Rabu, 01 Juni 2016

Menetapkan Hati

Sekiranya beberapa lapisan rasa mesti disublimkan ke angkasa. Dengan begitu hati dapat lebih jernih dan pikiran terasa lega. Lalu, saat kita telah yakin atas sebuah jawaban, tak perlu lagi menunda-nunda jika memang 'tidak' telah menjadi keputusan akhir. Pun jika ia masih memelihara harap dan masih memilih tetap berupaya, lepaskan saja dia sesuai yang ia inginkan. Izinkan ia belajar dewasa bersama kecewa, lama-lama ia akan sadar bahwa sekuat apa pun perjuangan yang telah dilaksanakan pada akhirnya ia akan kembali pada meminta dan memasrahkan diri di hadapan-Nya.

Sangat penting untuk dimengerti bahwa perihal pasangan hidup bukan sekadar siapa yang datang menawarkan diri, tapi bagaimana tujuannya untuk menjadikan kita sebagai pasangannya. Seterusnya sudah sejauh mana pemahamannya mengenai visi kebersamaan nanti, apa yang terbersit dalam harapannya jika kita kelak telah berpasangan. Sebab kita bukan akan saling melengkapi hidup di dunia namun kita akan saling menggenapkan agama satu sama lain dari ketidaksempurnaan yang kita miliki. Ini bukan sekadar romansa siapa yang sanggup membuat hati berbunga-bunga. Tapi perihal apa yang akan kita pertanggungjawabkan di hadapan Allah kelak atas kebersamaan kita di dunia.

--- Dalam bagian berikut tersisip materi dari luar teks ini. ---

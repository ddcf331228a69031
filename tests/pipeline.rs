//! Page pipeline tests against a scripted backend.
//!
//! Pages are synthesised in memory, so no pdfium library is required.

mod common;

use common::{reply, Script, ScriptedBackend};
use docext_worker::pipeline::aggregate::NO_CONTENT_SENTINEL;
use docext_worker::{
    ExtractionContext, ExtractionProgressCallback, ExtractionSchema, PageExtractionPipeline,
    PageOutcome, PageUnit, SchemaItem, SchemaKind, WorkerConfig,
};
use std::sync::atomic::{AtomicUsize, Ordering};
use std::sync::Arc;
use std::time::Duration;

// ── Test helpers ─────────────────────────────────────────────────────────────

fn pages(document: &str, n: usize) -> Vec<PageUnit> {
    (1..=n)
        .map(|ordinal| PageUnit {
            document: document.to_string(),
            ordinal,
            image: image::DynamicImage::new_rgb8(64, 48),
        })
        .collect()
}

fn schema() -> ExtractionSchema {
    ExtractionSchema {
        items: vec![SchemaItem {
            name: "total".into(),
            kind: SchemaKind::Field,
            description: "Invoice total".into(),
        }],
    }
}

fn worker(concurrency: usize) -> WorkerConfig {
    WorkerConfig::builder()
        .page_concurrency(concurrency)
        .max_retries(1)
        .retry_backoff_ms(1)
        .build()
        .unwrap()
}

// ── Ordering and isolation ──────────────────────────────────────────────────

#[tokio::test]
async fn two_page_document_aggregates_exactly() {
    let backend = ScriptedBackend::new()
        .script("invoice.pdf", 1, Script::Reply(reply("Invoice #123", &[], vec![])))
        .script("invoice.pdf", 2, Script::Reply(reply("   ", &[], vec![])));
    let config = worker(2);
    let scratch = tempfile::tempdir().unwrap();
    let schema = schema();
    let ctx = ExtractionContext {
        schema: &schema,
        model: "m",
        max_img_size: 32,
        scratch_dir: scratch.path(),
    };

    let pipeline = PageExtractionPipeline::new(&backend, &config);
    let results = pipeline.process_pages(pages("invoice.pdf", 2), &ctx).await;

    assert_eq!(results.len(), 2);
    assert!(matches!(results[1].outcome, PageOutcome::Empty));
    assert_eq!(
        PageExtractionPipeline::aggregate(&results),
        "## Page 1\n\nInvoice #123\n\n## Page 2\n\n*empty*"
    );
}

#[tokio::test]
async fn concurrent_pages_come_back_in_order() {
    // Early pages finish last.
    let backend = ScriptedBackend::new()
        .script("doc", 1, Script::Delay(Duration::from_millis(150)))
        .script("doc", 2, Script::Delay(Duration::from_millis(80)))
        .script("doc", 3, Script::Delay(Duration::from_millis(20)));
    let config = worker(4);
    let scratch = tempfile::tempdir().unwrap();
    let schema = schema();
    let ctx = ExtractionContext {
        schema: &schema,
        model: "m",
        max_img_size: 32,
        scratch_dir: scratch.path(),
    };

    let pipeline = PageExtractionPipeline::new(&backend, &config);
    let results = pipeline.process_pages(pages("doc", 4), &ctx).await;

    let ordinals: Vec<usize> = results.iter().map(|r| r.ordinal).collect();
    assert_eq!(ordinals, vec![1, 2, 3, 4]);

    let content = PageExtractionPipeline::aggregate(&results);
    let p1 = content.find("text of doc p1").unwrap();
    let p4 = content.find("text of doc p4").unwrap();
    assert!(p1 < p4);
    assert!(content.starts_with("## Page 1\n\n"));
}

#[tokio::test]
async fn failed_page_does_not_abort_its_siblings() {
    let backend = ScriptedBackend::new().script("doc", 2, Script::Fail("model overloaded".into()));
    let config = worker(2);
    let scratch = tempfile::tempdir().unwrap();
    let schema = schema();
    let ctx = ExtractionContext {
        schema: &schema,
        model: "m",
        max_img_size: 32,
        scratch_dir: scratch.path(),
    };

    let pipeline = PageExtractionPipeline::new(&backend, &config);
    let results = pipeline.process_pages(pages("doc", 3), &ctx).await;

    assert!(matches!(results[0].outcome, PageOutcome::Content(_)));
    assert!(results[1].outcome.is_failed());
    assert_eq!(results[1].retries, 1);
    assert!(matches!(results[2].outcome, PageOutcome::Content(_)));

    let content = PageExtractionPipeline::aggregate(&results);
    assert!(content.contains("## Page 2\n\n*extraction failed:"), "{content}");
    assert!(content.contains("model overloaded"), "{content}");
    assert!(content.contains("text of doc p3"));

    // Page 2 was tried twice, the others once.
    let calls = backend.calls();
    assert_eq!(calls.iter().filter(|c| c.ordinal == 2).count(), 2);
    assert_eq!(calls.len(), 4);
}

#[tokio::test]
async fn page_images_exist_only_during_the_call() {
    let backend = ScriptedBackend::new();
    let config = worker(2);
    let scratch = tempfile::tempdir().unwrap();
    let schema = schema();
    let ctx = ExtractionContext {
        schema: &schema,
        model: "hosted_vllm/some-model",
        max_img_size: 32,
        scratch_dir: scratch.path(),
    };

    let pipeline = PageExtractionPipeline::new(&backend, &config);
    pipeline.process_pages(pages("doc", 3), &ctx).await;

    let calls = backend.calls();
    assert_eq!(calls.len(), 3);
    for call in &calls {
        assert!(call.file_existed, "{} missing during call", call.path.display());
        assert!(call.path.starts_with(scratch.path()));
        assert!(!call.path.exists());
        assert_eq!(call.model, "hosted_vllm/some-model");
    }
    assert_eq!(std::fs::read_dir(scratch.path()).unwrap().count(), 0);
}

#[tokio::test]
async fn blank_and_failed_pages_yield_the_sentinel() {
    let backend = ScriptedBackend::new()
        .script("doc", 1, Script::Reply(reply("   \n", &[], vec![])))
        .script("doc", 2, Script::Fail("bad reply".into()));
    let config = worker(1);
    let scratch = tempfile::tempdir().unwrap();
    let schema = schema();
    let ctx = ExtractionContext {
        schema: &schema,
        model: "m",
        max_img_size: 32,
        scratch_dir: scratch.path(),
    };

    let pipeline = PageExtractionPipeline::new(&backend, &config);
    let results = pipeline.process_pages(pages("doc", 2), &ctx).await;

    assert_eq!(results[0].outcome, PageOutcome::Empty);
    assert_eq!(PageExtractionPipeline::aggregate(&results), NO_CONTENT_SENTINEL);
}

#[tokio::test]
async fn structured_values_travel_with_the_page() {
    let backend = ScriptedBackend::new().script(
        "doc",
        1,
        Script::Reply(reply("Total 42.00", &[("total", "42.00")], vec![])),
    );
    let config = worker(1);
    let scratch = tempfile::tempdir().unwrap();
    let schema = schema();
    let ctx = ExtractionContext {
        schema: &schema,
        model: "m",
        max_img_size: 32,
        scratch_dir: scratch.path(),
    };

    let pipeline = PageExtractionPipeline::new(&backend, &config);
    let result = pipeline.extract_page(pages("doc", 1).remove(0), &ctx).await;

    assert_eq!(result.outcome, PageOutcome::Content("Total 42.00".into()));
    assert_eq!(result.fields.len(), 1);
    assert_eq!(result.fields[0].value, "42.00");
    assert_eq!(result.retries, 0);
}

// ── Progress events ─────────────────────────────────────────────────────────

#[derive(Default)]
struct Counting {
    starts: AtomicUsize,
    completes: AtomicUsize,
    errors: AtomicUsize,
}

impl ExtractionProgressCallback for Counting {
    fn on_page_start(&self, _: &str, _: usize, _: usize) {
        self.starts.fetch_add(1, Ordering::SeqCst);
    }
    fn on_page_complete(&self, _: &str, _: usize, _: usize, _: usize) {
        self.completes.fetch_add(1, Ordering::SeqCst);
    }
    fn on_page_error(&self, _: &str, _: usize, _: usize, _: &str) {
        self.errors.fetch_add(1, Ordering::SeqCst);
    }
}

#[tokio::test]
async fn progress_events_fire_per_page() {
    let counting = Arc::new(Counting::default());
    let config = WorkerConfig::builder()
        .page_concurrency(3)
        .max_retries(0)
        .progress_callback(counting.clone() as Arc<dyn ExtractionProgressCallback>)
        .build()
        .unwrap();
    let backend = ScriptedBackend::new().script("doc", 3, Script::Fail("nope".into()));
    let scratch = tempfile::tempdir().unwrap();
    let schema = schema();
    let ctx = ExtractionContext {
        schema: &schema,
        model: "m",
        max_img_size: 32,
        scratch_dir: scratch.path(),
    };

    PageExtractionPipeline::new(&backend, &config)
        .process_pages(pages("doc", 5), &ctx)
        .await;

    assert_eq!(counting.starts.load(Ordering::SeqCst), 5);
    assert_eq!(counting.completes.load(Ordering::SeqCst), 4);
    assert_eq!(counting.errors.load(Ordering::SeqCst), 1);
}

Jangan berhenti berupaya melakukan yang terbaik, sebisa kadar diri kita. Akan lebih mendamaikan jika kita berbaik sangka pada Allah atas urusan hari depan. Jelas, kita tetap harus komitmen atas konsekwuesi dari keputusan yang telah diambil. Sebab kita telah menetapkan hati pada prinsip. Buang rasa gusar yang menjadi katastropik jiwa. Allah Yang Maha Baik itu tidak akan menyia-nyiakan hamba-hamba-Nya yang taat.